Task item ::
In the data below, which lines contain "codec"? List them by copying each one.

────────────────────────────────────────

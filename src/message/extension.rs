use nom::bytes::complete::take;
use nom::error::{Error, ErrorKind};
use nom::number::complete::be_u16;
use nom::Err;
use nom::IResult;

/// Extension type registry values.
#[derive(Debug, Clone, Copy, PartialEq, Eq)]
pub enum ExtensionType {
    ServerName,
    MaxFragmentLength,
    ClientCertificateUrl,
    TrustedCaKeys,
    TruncatedHmac,
    StatusRequest,
    SupportedGroups,
    EcPointFormats,
    Srp,
    SignatureAlgorithms,
    UseSrtp,
    Heartbeat,
    ApplicationLayerProtocolNegotiation,
    SessionTicket,
    RenegotiationInfo,
    Unknown(u16),
}

impl ExtensionType {
    pub fn from_u16(value: u16) -> Self {
        match value {
            0x0000 => ExtensionType::ServerName,
            0x0001 => ExtensionType::MaxFragmentLength,
            0x0002 => ExtensionType::ClientCertificateUrl,
            0x0003 => ExtensionType::TrustedCaKeys,
            0x0004 => ExtensionType::TruncatedHmac,
            0x0005 => ExtensionType::StatusRequest,
            0x000A => ExtensionType::SupportedGroups,
            0x000B => ExtensionType::EcPointFormats,
            0x000C => ExtensionType::Srp,
            0x000D => ExtensionType::SignatureAlgorithms,
            0x000E => ExtensionType::UseSrtp,
            0x000F => ExtensionType::Heartbeat,
            0x0010 => ExtensionType::ApplicationLayerProtocolNegotiation,
            0x0023 => ExtensionType::SessionTicket,
            0xFF01 => ExtensionType::RenegotiationInfo,
            _ => ExtensionType::Unknown(value),
        }
    }

    pub fn as_u16(&self) -> u16 {
        match self {
            ExtensionType::ServerName => 0x0000,
            ExtensionType::MaxFragmentLength => 0x0001,
            ExtensionType::ClientCertificateUrl => 0x0002,
            ExtensionType::TrustedCaKeys => 0x0003,
            ExtensionType::TruncatedHmac => 0x0004,
            ExtensionType::StatusRequest => 0x0005,
            ExtensionType::SupportedGroups => 0x000A,
            ExtensionType::EcPointFormats => 0x000B,
            ExtensionType::Srp => 0x000C,
            ExtensionType::SignatureAlgorithms => 0x000D,
            ExtensionType::UseSrtp => 0x000E,
            ExtensionType::Heartbeat => 0x000F,
            ExtensionType::ApplicationLayerProtocolNegotiation => 0x0010,
            ExtensionType::SessionTicket => 0x0023,
            ExtensionType::RenegotiationInfo => 0xFF01,
            ExtensionType::Unknown(value) => *value,
        }
    }

    pub fn parse(input: &[u8]) -> IResult<&[u8], ExtensionType> {
        let (input, value) = be_u16(input)?;
        Ok((input, ExtensionType::from_u16(value)))
    }
}

/// An ordered extension table.
///
/// Iteration preserves insertion order, which is also the wire order.
/// The client builds its table once before the first ClientHello and the
/// driver treats it as read-only from then on.
#[derive(Debug, Default, Clone, PartialEq, Eq)]
pub struct ExtensionTable {
    entries: Vec<(ExtensionType, Vec<u8>)>,
}

impl ExtensionTable {
    pub fn new() -> Self {
        ExtensionTable {
            entries: Vec::new(),
        }
    }

    /// Add or replace an extension, keeping first-insertion order for
    /// replacements.
    pub fn insert(&mut self, extension_type: ExtensionType, data: Vec<u8>) {
        for entry in &mut self.entries {
            if entry.0 == extension_type {
                entry.1 = data;
                return;
            }
        }
        self.entries.push((extension_type, data));
    }

    pub fn get(&self, extension_type: ExtensionType) -> Option<&[u8]> {
        self.entries
            .iter()
            .find(|(t, _)| *t == extension_type)
            .map(|(_, d)| d.as_slice())
    }

    pub fn contains(&self, extension_type: ExtensionType) -> bool {
        self.get(extension_type).is_some()
    }

    pub fn is_empty(&self) -> bool {
        self.entries.is_empty()
    }

    pub fn len(&self) -> usize {
        self.entries.len()
    }

    pub fn iter(&self) -> impl Iterator<Item = (ExtensionType, &[u8])> {
        self.entries.iter().map(|(t, d)| (*t, d.as_slice()))
    }

    /// Serialize as a u16 total length followed by (type, length, data)
    /// triples in insertion order.
    pub fn serialize(&self, output: &mut Vec<u8>) {
        let total: usize = self.entries.iter().map(|(_, d)| 4 + d.len()).sum();
        output.extend_from_slice(&(total as u16).to_be_bytes());

        for (extension_type, data) in &self.entries {
            output.extend_from_slice(&extension_type.as_u16().to_be_bytes());
            output.extend_from_slice(&(data.len() as u16).to_be_bytes());
            output.extend_from_slice(data);
        }
    }

    /// Parse an extension block. Duplicate types are rejected.
    pub fn parse(input: &[u8]) -> IResult<&[u8], ExtensionTable> {
        let (input, total_len) = be_u16(input)?;
        let (input, mut block) = take(total_len)(input)?;

        let mut table = ExtensionTable::new();
        while !block.is_empty() {
            let (rest, extension_type) = ExtensionType::parse(block)?;
            let (rest, data_len) = be_u16(rest)?;
            let (rest, data) = take(data_len)(rest)?;

            if table.contains(extension_type) {
                return Err(Err::Failure(Error::new(block, ErrorKind::Verify)));
            }

            table.insert(extension_type, data.to_vec());
            block = rest;
        }

        Ok((input, table))
    }
}

/// The renegotiation_info extension payload: a u8-length-prefixed
/// `renegotiated_connection` value (RFC 5746).
pub fn create_renegotiation_info(renegotiated_connection: &[u8]) -> Vec<u8> {
    let mut payload = Vec::with_capacity(1 + renegotiated_connection.len());
    crate::codec::write_opaque8(renegotiated_connection, &mut payload);
    payload
}
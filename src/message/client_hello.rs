use nom::bytes::complete::take;
use nom::error::{Error as NomError, ErrorKind};
use nom::number::complete::be_u8;
use nom::Err;
use nom::IResult;
use smallvec::SmallVec;

use super::{CipherSuite, CompressionMethod, ProtocolVersion};
use super::{Cookie, ExtensionTable, Random, SessionId};
use crate::Error;

/// ClientHello body.
///
/// `cipher_suites` is the wire list, i.e. including the SCSV when the
/// driver appends one. The extension block is only emitted when the table
/// is non-empty.
#[derive(Debug, PartialEq, Eq)]
pub struct ClientHello {
    pub client_version: ProtocolVersion,
    pub random: Random,
    pub session_id: SessionId,
    pub cookie: Cookie,
    pub cipher_suites: SmallVec<[CipherSuite; 32]>,
    pub compression_methods: SmallVec<[CompressionMethod; 4]>,
    pub extensions: ExtensionTable,
}

impl ClientHello {
    pub fn new(
        client_version: ProtocolVersion,
        random: Random,
        session_id: SessionId,
        cookie: Cookie,
        cipher_suites: SmallVec<[CipherSuite; 32]>,
        compression_methods: SmallVec<[CompressionMethod; 4]>,
        extensions: ExtensionTable,
    ) -> Self {
        ClientHello {
            client_version,
            random,
            session_id,
            cookie,
            cipher_suites,
            compression_methods,
            extensions,
        }
    }

    /// Serialize the message body.
    ///
    /// Refuses RC4-based suites before emitting any bytes: RC4 MUST NOT be
    /// used with DTLS (RFC 4347 section 4.1.2.4).
    pub fn serialize(&self, output: &mut Vec<u8>) -> Result<(), Error> {
        for suite in &self.cipher_suites {
            if suite.is_rc4() {
                return Err(Error::InvalidArgument(format!(
                    "RC4 cipher suite {:04x} offered: RC4 MUST NOT be used with DTLS",
                    suite.as_u16()
                )));
            }
        }

        self.client_version.serialize(output);
        output.extend_from_slice(&self.random);
        crate::codec::write_opaque8(&self.session_id, output);
        crate::codec::write_opaque8(&self.cookie, output);

        output.extend_from_slice(&(self.cipher_suites.len() as u16 * 2).to_be_bytes());
        for suite in &self.cipher_suites {
            output.extend_from_slice(&suite.as_u16().to_be_bytes());
        }

        output.push(self.compression_methods.len() as u8);
        for method in &self.compression_methods {
            output.push(method.as_u8());
        }

        if !self.extensions.is_empty() {
            self.extensions.serialize(output);
        }

        Ok(())
    }

    pub fn parse(input: &[u8]) -> IResult<&[u8], ClientHello> {
        let (input, client_version) = ProtocolVersion::parse(input)?;

        let (input, random_bytes) = take(32usize)(input)?;
        let random = Random::new(random_bytes).expect("32 bytes taken");

        let (input, session_id_bytes) = crate::codec::opaque8(input)?;
        let session_id = SessionId::try_new(session_id_bytes)
            .map_err(|_| Err::Failure(NomError::new(input, ErrorKind::LengthValue)))?;

        let (input, cookie_bytes) = crate::codec::opaque8(input)?;
        let cookie = Cookie::try_new(cookie_bytes)
            .map_err(|_| Err::Failure(NomError::new(input, ErrorKind::LengthValue)))?;

        let (input, suite_ids) = crate::codec::vector16(input)?;
        let cipher_suites = suite_ids.iter().map(|&id| CipherSuite::from_u16(id)).collect();

        let (input, compression_len) = be_u8(input)?;
        let (input, compression_bytes) = take(compression_len)(input)?;
        if compression_bytes.is_empty() {
            return Err(Err::Failure(NomError::new(input, ErrorKind::LengthValue)));
        }
        let compression_methods = compression_bytes
            .iter()
            .map(|&b| CompressionMethod::from_u8(b))
            .collect();

        let (input, extensions) = if input.is_empty() {
            (input, ExtensionTable::new())
        } else {
            ExtensionTable::parse(input)?
        };

        Ok((
            input,
            ClientHello {
                client_version,
                random,
                session_id,
                cookie,
                cipher_suites,
                compression_methods,
                extensions,
            },
        ))
    }
}

/// Splice a server-issued cookie into an already-serialized ClientHello.
///
/// The body layout fixes the session_id length byte at offset 34 (2 version
/// bytes + 32 random bytes); the cookie length byte follows the session_id
/// bytes. Everything outside the cookie region is copied byte-for-byte so
/// the retransmitted hello stays identical to the first except for the
/// cookie, keeping the handshake transcript deterministic.
pub fn patch_client_hello_with_cookie(body: &[u8], cookie: &[u8]) -> Result<Vec<u8>, Error> {
    const SESSION_ID_POS: usize = 34;

    let session_id_len = *body.get(SESSION_ID_POS).ok_or_else(|| {
        Error::DecodeError("ClientHello body too short for session_id length".to_string())
    })? as usize;

    let cookie_length_pos = SESSION_ID_POS + 1 + session_id_len;
    let cookie_pos = cookie_length_pos + 1;

    if body.len() < cookie_pos {
        return Err(Error::DecodeError(
            "ClientHello body too short for cookie length".to_string(),
        ));
    }

    let mut patched = Vec::with_capacity(body.len() + cookie.len());
    patched.extend_from_slice(&body[..cookie_length_pos]);
    patched.push(cookie.len() as u8);
    patched.extend_from_slice(cookie);
    patched.extend_from_slice(&body[cookie_pos..]);

    Ok(patched)
}
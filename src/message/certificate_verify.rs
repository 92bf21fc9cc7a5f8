use nom::IResult;

/// CertificateVerify body: a u16-length-prefixed signature over the
/// handshake transcript hash.
#[derive(Debug, PartialEq, Eq)]
pub struct CertificateVerify {
    pub signature: Vec<u8>,
}

impl CertificateVerify {
    pub fn new(signature: Vec<u8>) -> Self {
        CertificateVerify { signature }
    }

    pub fn parse(input: &[u8]) -> IResult<&[u8], CertificateVerify> {
        let (input, signature) = crate::codec::opaque16(input)?;
        Ok((
            input,
            CertificateVerify {
                signature: signature.to_vec(),
            },
        ))
    }

    pub fn serialize(&self, output: &mut Vec<u8>) {
        crate::codec::write_opaque16(&self.signature, output);
    }
}
//! One WebSocket connection to the chat backend.
//!
//! A [`Connector`] opens the socket; [`Connection::spawn`] splits it across
//! three tasks (read, write, ping) the same way for the real
//! `tokio-tungstenite` transport and for in-memory test transports.

use std::future::Future;
use std::pin::Pin;
use std::sync::Arc;
use std::sync::atomic::{AtomicBool, Ordering};

use futures_util::{Sink, Stream, StreamExt};
use tokio::sync::mpsc;
use tokio::task::JoinHandle;
use tokio_tungstenite::tungstenite;
use tokio_tungstenite::tungstenite::protocol::WebSocketConfig;
use tokio_util::sync::CancellationToken;
use tracing::debug;

use cloudbot_protocol::constants::{WS_CLOSE_TIMEOUT, WS_MAX_MESSAGE_SIZE};
use cloudbot_protocol::{InboundMessage, Rejection};

use crate::error::GatewayError;
use crate::types::GatewaySettings;

/// Outbound half of a socket.
pub type WsSink = Pin<Box<dyn Sink<tungstenite::Message, Error = tungstenite::Error> + Send>>;

/// Inbound half of a socket.
pub type WsStream =
    Pin<Box<dyn Stream<Item = Result<tungstenite::Message, tungstenite::Error>> + Send>>;

/// An opened socket, already split.
pub struct WsTransport {
    pub sink: WsSink,
    pub stream: WsStream,
}

/// Boxed future returned by [`Connector::connect`].
pub type ConnectFuture<'a> =
    Pin<Box<dyn Future<Output = Result<WsTransport, GatewayError>> + Send + 'a>>;

/// Opens WebSocket connections.
pub trait Connector: Send + Sync {
    fn connect<'a>(&'a self, url: &'a str) -> ConnectFuture<'a>;
}

/// Production connector backed by `tokio-tungstenite`.
#[derive(Debug, Default, Clone)]
pub struct TungsteniteConnector;

impl Connector for TungsteniteConnector {
    fn connect<'a>(&'a self, url: &'a str) -> ConnectFuture<'a> {
        Box::pin(async move {
            let mut ws_config = WebSocketConfig::default();
            ws_config.max_message_size = Some(WS_MAX_MESSAGE_SIZE);
            ws_config.max_frame_size = Some(WS_MAX_MESSAGE_SIZE);
            let (ws_stream, _) =
                tokio_tungstenite::connect_async_with_config(url, Some(ws_config), false).await?;
            let (sink, stream) = ws_stream.split();
            Ok(WsTransport {
                sink: Box::pin(sink),
                stream: Box::pin(stream),
            })
        })
    }
}

pub(crate) type MessageCallback = Box<dyn Fn(InboundMessage) + Send + Sync>;
pub(crate) type RejectCallback = Box<dyn Fn(Rejection) + Send + Sync>;
pub(crate) type DisconnectCallback = Box<dyn FnOnce() + Send>;

/// Hooks invoked by the read pump.
pub(crate) struct Callbacks {
    pub(crate) on_message: MessageCallback,
    pub(crate) on_rejected: RejectCallback,
    /// Fires once when the socket dies on its own (not on [`Connection::close`]).
    pub(crate) on_disconnect: DisconnectCallback,
}

/// Cheap, cloneable sender bound to one socket.
#[derive(Clone)]
pub struct ConnectionHandle {
    write_tx: mpsc::Sender<tungstenite::Message>,
    open: Arc<AtomicBool>,
}

impl ConnectionHandle {
    /// `true` while the socket is open and its writer is alive.
    pub fn is_open(&self) -> bool {
        self.open.load(Ordering::Acquire) && !self.write_tx.is_closed()
    }

    /// Queues a text frame on this socket.
    pub async fn send_text(&self, text: String) -> Result<(), GatewayError> {
        if !self.is_open() {
            return Err(GatewayError::NotConnected);
        }
        self.write_raw(text).await
    }

    /// Queues a text frame regardless of the open flag. Used for the
    /// pre-open queue flush.
    pub(crate) async fn write_raw(&self, text: String) -> Result<(), GatewayError> {
        self.write_tx
            .send(tungstenite::Message::Text(text.into()))
            .await
            .map_err(|_| GatewayError::NotConnected)
    }

    pub(crate) fn mark_open(&self) {
        self.open.store(true, Ordering::Release);
    }

    pub(crate) fn mark_closed(&self) {
        self.open.store(false, Ordering::Release);
    }

    /// A handle with no socket behind it; frames land on the receiver.
    #[cfg(test)]
    pub(crate) fn detached(capacity: usize) -> (Self, mpsc::Receiver<tungstenite::Message>) {
        let (write_tx, write_rx) = mpsc::channel(capacity);
        (
            Self {
                write_tx,
                open: Arc::new(AtomicBool::new(false)),
            },
            write_rx,
        )
    }
}

/// A live socket and the tasks that drive it.
pub(crate) struct Connection {
    handle: ConnectionHandle,
    cancel: CancellationToken,
    read_handle: JoinHandle<()>,
    write_handle: JoinHandle<()>,
    ping_handle: JoinHandle<()>,
}

impl Connection {
    /// Starts the read, write and ping pumps for `transport`.
    ///
    /// The returned connection is not yet open for application sends; the
    /// owner flushes its queue through [`ConnectionHandle::write_raw`] and
    /// then calls [`ConnectionHandle::mark_open`].
    ///
    /// `make_callbacks` receives the handle of the new socket so replies to
    /// its messages go back out on the same socket.
    pub(crate) fn spawn(
        transport: WsTransport,
        settings: &GatewaySettings,
        make_callbacks: impl FnOnce(ConnectionHandle) -> Callbacks,
    ) -> Self {
        let (write_tx, write_rx) = mpsc::channel::<tungstenite::Message>(256);
        let cancel = CancellationToken::new();
        // Set by the writer on a failed write; also fires on `cancel`.
        let broken = cancel.child_token();
        let handle = ConnectionHandle {
            write_tx: write_tx.clone(),
            open: Arc::new(AtomicBool::new(false)),
        };
        let callbacks = make_callbacks(handle.clone());

        let write_handle = {
            let cancel = cancel.clone();
            tokio::spawn(crate::pumps::write::write_pump(
                transport.sink,
                write_rx,
                cancel,
                broken.clone(),
            ))
        };

        let read_handle = {
            let cancel = cancel.clone();
            let write_tx = write_tx.clone();
            tokio::spawn(crate::pumps::read::read_pump(
                transport.stream,
                callbacks,
                write_tx,
                settings.pong_wait,
                cancel,
                broken.clone(),
            ))
        };

        let ping_handle = tokio::spawn(crate::pumps::ping::ping_pump(
            write_tx,
            settings.ping_period,
            broken,
        ));

        Self {
            handle,
            cancel,
            read_handle,
            write_handle,
            ping_handle,
        }
    }

    pub(crate) fn handle(&self) -> ConnectionHandle {
        self.handle.clone()
    }

    /// Closes the socket and waits, bounded by [`WS_CLOSE_TIMEOUT`], for the
    /// Close frame to be written.
    pub(crate) async fn close(mut self) {
        self.handle.mark_closed();
        self.cancel.cancel();
        if tokio::time::timeout(WS_CLOSE_TIMEOUT, &mut self.write_handle)
            .await
            .is_err()
        {
            debug!("close frame not flushed in time, aborting writer");
        }
    }
}

impl Drop for Connection {
    fn drop(&mut self) {
        self.handle.mark_closed();
        self.cancel.cancel();
        self.read_handle.abort();
        self.write_handle.abort();
        self.ping_handle.abort();
    }
}
//! Envelope codec: bytes to typed frames and back.
//!
//! Decoding never panics and never hands a half-parsed value to the caller:
//! it either yields a [`Frame`] or a [`Rejection`] explaining why the bytes
//! were dropped. Rejections are expected traffic, not failures.

use serde_json::error::Category;

use crate::constants::{MessageType, WS_MAX_MESSAGE_SIZE};
use crate::envelope::{Envelope, OutboundEnvelope};
use crate::messages::{InboundData, OutboundData};

/// A decoded envelope.
#[derive(Debug, Clone, PartialEq)]
pub enum Frame {
    /// A chat message; not yet validated for content.
    Message(InboundData),
    /// Any other envelope type. Carries no actionable content.
    Other(MessageType),
}

/// Why an inbound payload was dropped.
#[derive(Debug, thiserror::Error)]
pub enum Rejection {
    #[error("message too large ({0} bytes)")]
    Oversized(usize),

    #[error("malformed JSON: {0}")]
    Malformed(#[source] serde_json::Error),

    #[error("unexpected envelope shape: {0}")]
    InvalidShape(#[source] serde_json::Error),

    #[error("envelope has no type")]
    MissingType,

    #[error("message envelope has no data")]
    MissingData,

    #[error("message has neither text nor filePath")]
    Empty,
}

/// Errors produced while encoding outbound envelopes.
#[derive(Debug, thiserror::Error)]
pub enum ProtocolError {
    #[error("JSON error: {0}")]
    Json(#[from] serde_json::Error),
}

/// Decodes one WebSocket text payload.
pub fn decode(bytes: &[u8]) -> Result<Frame, Rejection> {
    if bytes.len() > WS_MAX_MESSAGE_SIZE {
        return Err(Rejection::Oversized(bytes.len()));
    }

    let envelope: Envelope = serde_json::from_slice(bytes).map_err(classify)?;

    match envelope.msg_type {
        None => Err(Rejection::MissingType),
        Some(MessageType::Message) => {
            let data = envelope
                .parse_data::<InboundData>()
                .map_err(Rejection::InvalidShape)?
                .ok_or(Rejection::MissingData)?;
            Ok(Frame::Message(data))
        }
        Some(other) => Ok(Frame::Other(other)),
    }
}

/// Encodes an outbound message as a `{"type":"message","data":{...}}` string.
pub fn encode(data: &OutboundData) -> Result<String, ProtocolError> {
    Ok(serde_json::to_string(&OutboundEnvelope::message(data))?)
}

/// Syntax errors are malformed JSON; data errors are well-formed JSON of the
/// wrong shape (an array, a string, a numeric type field).
fn classify(e: serde_json::Error) -> Rejection {
    match e.classify() {
        Category::Data => Rejection::InvalidShape(e),
        _ => Rejection::Malformed(e),
    }
}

────────────────────────────────────────

Finished exercise ::
    crate::codec::write_opaque8(renegotiated_connection, &mut payload);
        crate::codec::write_opaque8(&self.session_id, output);
        crate::codec::write_opaque8(&self.cookie, output);
        let (input, session_id_bytes) = crate::codec::opaque8(input)?;
        let (input, cookie_bytes) = crate::codec::opaque8(input)?;
        let (input, suite_ids) = crate::codec::vector16(input)?;
        let (input, signature) = crate::codec::opaque16(input)?;
        crate::codec::write_opaque16(&self.signature, output);
//! Envelope codec: bytes to typed frames and back.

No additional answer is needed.